Jorge de Alvarado founded the second capital here for the Captaincy General of Guatemala in 1527; but, according to historian Domingo Juarros, there was already discrepancy on the exact location of the original placement of Ciudad Vieja back in 1818. In his book Compendio de la Historia de la Ciudad de Guatemala (English: Brief history of Guatemala City) he wrote:
But it is noteworthy, that the authors talk with variety on this matters: each one of them talks about this fact based on the system that one follows. [...] Thus, there is a group that says that the Spaniards set the city temporarily in Almolonga, and therefore, the attest to the fact that the City was on the location right to the East, in the place the natives call Tzacualpa, resulting in that the first Almolonga settlement ended up being a barrio in Santiago de los Caballeros de Guatemala. [On the other hand, there is a group that says] that the Spaniards found the city on top of King's Sinacam old court, or Guatemala de los Indios, located in the actual Tzacualpa valley.

Either way, the Cabildo decided a permanent location for the city on the edge of the plain at the foot of the south-west slope of the Volcán de Agua; during the following year this new Santiago was declared to be the capital of the province, and began rapidly to rise in importance.

Juarros described that the settlement could not develop because fourteen years after its foundation it was ruined by a "formidable landslide that came down Volcán de Agua on 11 September 1541; the mudslide brought along heavy rocks that destroyed part of the buildings and damaged the rest". The city was destroyed and the survivors had no direction, since governor Beatriz de la Cueva died during the disaster, which took place shortly after her husband, Adelantado Pedro de Alvarado, died and she was appointed governor by the Ayuntamiento (English:City Hall). Beatriz de la Cueva had been beside herself with grief and on 9 September 1541, when she had signed the Cabildo documents, she did so as "la sin ventura" (English: the hapless one), a phrase that turned out to be prophetic.

Those who survived requested Francisco de la Cueva to gather the Adelantado stick that belonged to his late sister and declared themselves on permanent session on 17 and 18 September 1541, finally appointing bishop Francisco Marroquín and Francisco de la Cueva himself as interim governors.

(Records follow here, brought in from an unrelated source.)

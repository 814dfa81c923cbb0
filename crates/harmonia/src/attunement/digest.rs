//! Seven-day roll-up of attunement scores.

use crate::attunement::classifier::AttunementReport;
use crate::body::CelestialBody;
use chrono::NaiveDate;
use serde::{Deserialize, Serialize};
use std::collections::HashMap;

/// Most frequent gap bodies reported in a digest
pub const COMMON_GAP_LIMIT: usize = 3;

#[derive(Debug, Clone, PartialEq, Serialize, Deserialize)]
#[serde(rename_all = "camelCase")]
pub struct DaySummary {
    pub day: NaiveDate,
    pub score: i32,
    pub gap_bodies: Vec<CelestialBody>,
}

impl DaySummary {
    pub fn from_report(day: NaiveDate, report: &AttunementReport) -> Self {
        Self {
            day,
            score: report.alignment_score,
            gap_bodies: report.gap_bodies(),
        }
    }
}

#[derive(Debug, Clone, PartialEq, Serialize, Deserialize)]
#[serde(rename_all = "camelCase")]
pub struct WeeklyDigest {
    pub days: Vec<DaySummary>,
    /// Integer mean of the daily scores (floor division)
    pub average: i32,
    pub best: DaySummary,
    pub worst: DaySummary,
    pub common_gaps: Vec<CelestialBody>,
}

impl WeeklyDigest {
    /// Aggregate per-day summaries. Returns `None` when `days` is empty.
    ///
    /// Ties for best/worst go to the earliest day; ties in gap frequency go to
    /// the body that appeared first.
    pub fn from_days(days: Vec<DaySummary>) -> Option<Self> {
        let first = days.first()?;
        let mut best = first;
        let mut worst = first;
        for day in &days[1..] {
            if day.score > best.score {
                best = day;
            }
            if day.score < worst.score {
                worst = day;
            }
        }

        let total: i64 = days.iter().map(|d| d.score as i64).sum();
        let average = total.div_euclid(days.len() as i64) as i32;

        let mut order: Vec<CelestialBody> = Vec::new();
        let mut counts: HashMap<CelestialBody, usize> = HashMap::new();
        for body in days.iter().flat_map(|d| d.gap_bodies.iter().copied()) {
            let count = counts.entry(body).or_insert(0);
            if *count == 0 {
                order.push(body);
            }
            *count += 1;
        }
        // Stable sort keeps first-appearance order among equal counts
        order.sort_by(|a, b| counts[b].cmp(&counts[a]));
        order.truncate(COMMON_GAP_LIMIT);

        let best = best.clone();
        let worst = worst.clone();
        Some(Self {
            best,
            worst,
            average,
            common_gaps: order,
            days,
        })
    }
}

#[cfg(test)]
mod tests {
    use super::*;
    use crate::body::CelestialBody::*;

    fn day(offset: u32, score: i32, gaps: &[CelestialBody]) -> DaySummary {
        DaySummary {
            day: NaiveDate::from_ymd_opt(2024, 6, 1 + offset).unwrap(),
            score,
            gap_bodies: gaps.to_vec(),
        }
    }

    #[test]
    fn test_weekly_scores() {
        let scores = [80, 60, 50, 40, 90, 70, 65];
        let days = scores.iter().enumerate().map(|(i, &s)| day(i as u32, s, &[])).collect();
        let digest = WeeklyDigest::from_days(days).unwrap();
        assert_eq!(digest.average, 65);
        assert_eq!(digest.best.score, 90);
        assert_eq!(digest.best.day, NaiveDate::from_ymd_opt(2024, 6, 5).unwrap());
        assert_eq!(digest.worst.score, 40);
        assert!(digest.common_gaps.is_empty());
    }

    #[test]
    fn test_average_floors() {
        let days = (0..7).map(|i| day(i, if i == 0 { 56 } else { 50 }, &[])).collect();
        // 356 / 7 = 50.857
        assert_eq!(WeeklyDigest::from_days(days).unwrap().average, 50);
    }

    #[test]
    fn test_common_gaps_ranked_by_frequency() {
        let days = vec![
            day(0, 50, &[Moon, Mars]),
            day(1, 50, &[Venus]),
            day(2, 50, &[Mars, Venus]),
            day(3, 50, &[Mercury, Mars]),
            day(4, 50, &[Sun]),
            day(5, 50, &[]),
            day(6, 50, &[Moon]),
        ];
        let digest = WeeklyDigest::from_days(days).unwrap();
        assert_eq!(digest.common_gaps, vec![Mars, Moon, Venus]);
    }

    #[test]
    fn test_ties_go_to_earliest_day() {
        let days = (0..7).map(|i| day(i, 70, &[])).collect();
        let digest = WeeklyDigest::from_days(days).unwrap();
        assert_eq!(digest.best.day, digest.worst.day);
        assert_eq!(digest.best.day, NaiveDate::from_ymd_opt(2024, 6, 1).unwrap());
    }

    #[test]
    fn test_empty_week() {
        assert!(WeeklyDigest::from_days(Vec::new()).is_none());
    }
}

On 27 September 1541, a commission formed by two auxiliary majors and eleven civilians set out to inspect the surrounding areas and advice on the best location to move the capital city to; the returned after two days, declaring that Tianguecillo Valley was the place to go, and the Cabildo (English: City Hall) issued a decree for everybody to move there. However, before they started to move, engineer Juan Bautista Antonelli, city and villa builder, arrived and recommended to move the city to Panchoy Valley for the following reasons: "there the danger from the volcanos is removed, as they will never be able to flood it, it is guarded at North by the hills that surround it; has plenty of water, with it starting at the top of the hills and then coming down to the valley, and can be tubed and distributed everywhere easily; that land is flat, and it would be easy to build plazas, streets and houses; and so large, that no matter how big the city becomes, it will have up to eight of nine leagues around".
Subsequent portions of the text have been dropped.